This is Part I of a three part series on Saint Francisco of Fatima
The life of Francisco was marked by this stupefying revelation, this revelation of the Heart of God, this sadness which is the highest and unmistakable mark of His love for us. This is the great message Francisco bequeaths to us.
Some critics of the Message of Fatima assert that there is no need to console God, Who exists in perfect bliss. This is one of those treacherous half-truths, so dangerous to our faith. I am not worthy to attempt defending the Message but offer the following from Frère Michel de la Trinité, “The Whole Truth About Fatima, Vol. II”.

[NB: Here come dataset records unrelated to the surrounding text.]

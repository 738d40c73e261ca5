//! Channel handle
//!
//! Per-channel wrapper over the engine's channel object. The engine handle
//! is held as `Option<Box<dyn EngineChannel>>`: present exactly while the
//! channel is active, taken exactly once on successful close. A handle
//! that was never activated (factory called before authentication) or has
//! been closed answers every operation with [`Error::NotActive`] and does
//! nothing else.

use std::cell::RefCell;
use std::rc::Rc;

use bytes::Bytes;
use serde::{Deserialize, Serialize};
use tracing::debug;

use crate::engine::{EngineChannel, EngineError};
use crate::error::{Error, Result};

/// Fixed per-handle read buffer size; one engine read per call at most.
pub const READ_BUF_LEN: usize = 4096;

/// Origin of an inbound display-forwarding connection.
#[derive(Debug, Clone, PartialEq, Eq, Serialize, Deserialize)]
pub struct ForwardedEndpoint {
    pub host: String,
    pub port: u32,
}

/// Session-scoped slot holding the most recent unconsumed forwarded
/// endpoint. Shared between the owning session and its channels.
pub(crate) type ForwardSlot = Rc<RefCell<Option<ForwardedEndpoint>>>;

/// Handle to one multiplexed SSH channel.
pub struct ChannelHandle {
    channel: Option<Box<dyn EngineChannel>>,
    /// Reused across reads; contents are overwritten every call.
    buffer: Box<[u8; READ_BUF_LEN]>,
    last_error: Option<Error>,
    forwarded: ForwardSlot,
}

impl ChannelHandle {
    pub(crate) fn new(channel: Box<dyn EngineChannel>, forwarded: ForwardSlot) -> Self {
        Self {
            channel: Some(channel),
            buffer: Box::new([0u8; READ_BUF_LEN]),
            last_error: None,
            forwarded,
        }
    }

    /// A handle that never activates. Handed out by the session factories
    /// when the session is not authenticated.
    pub(crate) fn inactive(forwarded: ForwardSlot) -> Self {
        Self {
            channel: None,
            buffer: Box::new([0u8; READ_BUF_LEN]),
            last_error: None,
            forwarded,
        }
    }

    /// True while the underlying engine channel is held. Transitions to
    /// false exactly once, on successful [`close`](Self::close).
    pub fn is_active(&self) -> bool {
        self.channel.is_some()
    }

    /// Error recorded by the most recent engine-touching operation.
    pub fn last_error(&self) -> Option<&Error> {
        self.last_error.as_ref()
    }

    fn engine(&mut self) -> Result<&mut Box<dyn EngineChannel>> {
        self.channel.as_mut().ok_or(Error::NotActive)
    }

    fn record<T>(&mut self, result: std::result::Result<T, EngineError>) -> Result<T> {
        match result {
            Ok(value) => {
                self.last_error = None;
                Ok(value)
            }
            Err(e) => {
                let err = Error::from(e);
                self.last_error = Some(err.clone());
                Err(err)
            }
        }
    }

    /// Run `command` on the remote side.
    pub fn exec(&mut self, command: &str) -> Result<()> {
        let result = self.engine()?.exec(command);
        self.record(result)
    }

    /// Start an interactive shell.
    pub fn shell(&mut self) -> Result<()> {
        let result = self.engine()?.shell();
        self.record(result)
    }

    /// Request a PTY of the given terminal type.
    pub fn pty(&mut self, term: &str) -> Result<()> {
        let result = self.engine()?.request_pty(term);
        self.record(result)
    }

    pub fn pty_size(&mut self, width: u32, height: u32) -> Result<()> {
        let result = self.engine()?.pty_size(width, height);
        self.record(result)
    }

    pub fn setenv(&mut self, name: &str, value: &str) -> Result<()> {
        let result = self.engine()?.setenv(name, value);
        self.record(result)
    }

    /// Read up to one buffer of remote stdout.
    ///
    /// No data yet is [`Error::WouldBlock`] — retryable, not a failure.
    /// Only remote-originated bytes ever appear here; locally written data
    /// is never echoed back.
    pub fn read(&mut self) -> Result<Bytes> {
        let channel = self.channel.as_mut().ok_or(Error::NotActive)?;
        let result = channel.read(&mut self.buffer[..]);
        self.finish_read(result)
    }

    /// Read up to one buffer of remote stderr.
    pub fn read_err(&mut self) -> Result<Bytes> {
        let channel = self.channel.as_mut().ok_or(Error::NotActive)?;
        let result = channel.read_stderr(&mut self.buffer[..]);
        self.finish_read(result)
    }

    fn finish_read(&mut self, result: std::result::Result<usize, EngineError>) -> Result<Bytes> {
        match result {
            // A zero-length engine read carries no data either way.
            Ok(0) | Err(EngineError::WouldBlock) => {
                self.last_error = Some(Error::WouldBlock);
                Err(Error::WouldBlock)
            }
            Ok(n) => {
                self.last_error = None;
                Ok(Bytes::copy_from_slice(&self.buffer[..n]))
            }
            Err(e) => {
                let err = Error::from(e);
                self.last_error = Some(err.clone());
                Err(err)
            }
        }
    }

    /// Write to remote stdin. Returns the number of bytes accepted.
    pub fn write(&mut self, data: &[u8]) -> Result<usize> {
        let result = self.engine()?.write(data);
        self.record(result)
    }

    pub fn write_err(&mut self, data: &[u8]) -> Result<usize> {
        let result = self.engine()?.write_stderr(data);
        self.record(result)
    }

    pub fn flush(&mut self) -> Result<()> {
        let result = self.engine()?.flush();
        self.record(result)
    }

    /// True once the remote side has sent EOF.
    pub fn eof(&mut self) -> Result<bool> {
        let result = self.engine()?.eof();
        self.record(result)
    }

    /// Request display forwarding on this channel.
    ///
    /// Inbound forwarded connections land in the owning session's slot and
    /// are consumed via `SessionController::take_forwarded_endpoint`;
    /// [`read`](Self::read) is never repurposed to report them.
    pub fn request_x11(&mut self, screen: u32) -> Result<()> {
        let slot = self.forwarded.clone();
        let result = self.engine()?.request_x11(
            screen,
            Box::new(move |endpoint| {
                debug!(host = %endpoint.host, port = endpoint.port, "forwarded connection");
                *slot.borrow_mut() = Some(endpoint);
            }),
        );
        self.record(result)
    }

    /// Close the channel and release the engine object.
    ///
    /// On engine failure the handle stays active so the host can retry;
    /// once closed, a second call reports [`Error::NotActive`].
    pub fn close(&mut self) -> Result<()> {
        let channel = self.channel.as_mut().ok_or(Error::NotActive)?;
        match channel.close() {
            Ok(()) => {
                self.channel = None;
                self.last_error = None;
                Ok(())
            }
            Err(e) => {
                let err = Error::from(e);
                self.last_error = Some(err.clone());
                Err(err)
            }
        }
    }
}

Since May 13 and the first “vision of God” which Our Lady had granted to Her privileged ones, Francisco, who had a contemplative and tender heart, was continually animated by one thought, dominated by just one sentiment: The Blessed Virgin and God Himself are infinitely sad; we must console Them.
I. THE GREAT SADNESS OF GOD
Here is an earth-shaking revelation which the Message of Fatima brings to light. Of course, God the Father, Son and Holy Spirit enjoy an infinite beatitude which nothing could ever alter. This is an unquestionable truth, taught also by theology. And yet a mysterious suffering, a real pain that sinners cause Him coexists in Him with this perfect joy, this unalloyed happiness which is lacking in nothing.
Yes, it is a mystery which makes sense only in the light of His incomprehensible love for His creatures: the love of a kind-hearted Father who goes so far as to deliver over His only and beloved Son to death.
“For God so loved the world, as to give His only begotten Son; that whosoever believeth in Him, may not perish, but may have life everlasting.” (Jn. 3:16)
“He that spared not even His own Son, but delivered Him up for us all, how hath He not also, with Him, given us all things?” (Rom. 8:32)
Our dear Lord’s infinitely generous, sacrificial Heart is the love of a Spouse and a Brother who sheds for us all the Blood from His Heart, the love of a sweet Friend, a Defender and Consoler Who wishes to remain in our souls for ever. Because our rebellions grieve Him “But they provoked to wrath, and afflicted the spirit of His Holy One: and He was turned to be their enemy, and He fought against them.” (Is. 63:10)
Saint Paul exhorts us “And grieve not the holy Spirit of God: whereby you are sealed unto the day of redemption.” (Eph. 4:30)
WHEN GOD WEEPS
Yes, as mysterious as it might seem to us, God really “suffers”, He is sad because of our sins, our hardness of heart which makes us deaf to His appeals and draws down upon us His paternal chastisements:
“But if you do not hear this warning, My soul shall weep in secret for your pride: weeping it shall weep, and My eyes shall run down with tears, because the flock of the Lord is carried away captive.” (Jer. 13:17)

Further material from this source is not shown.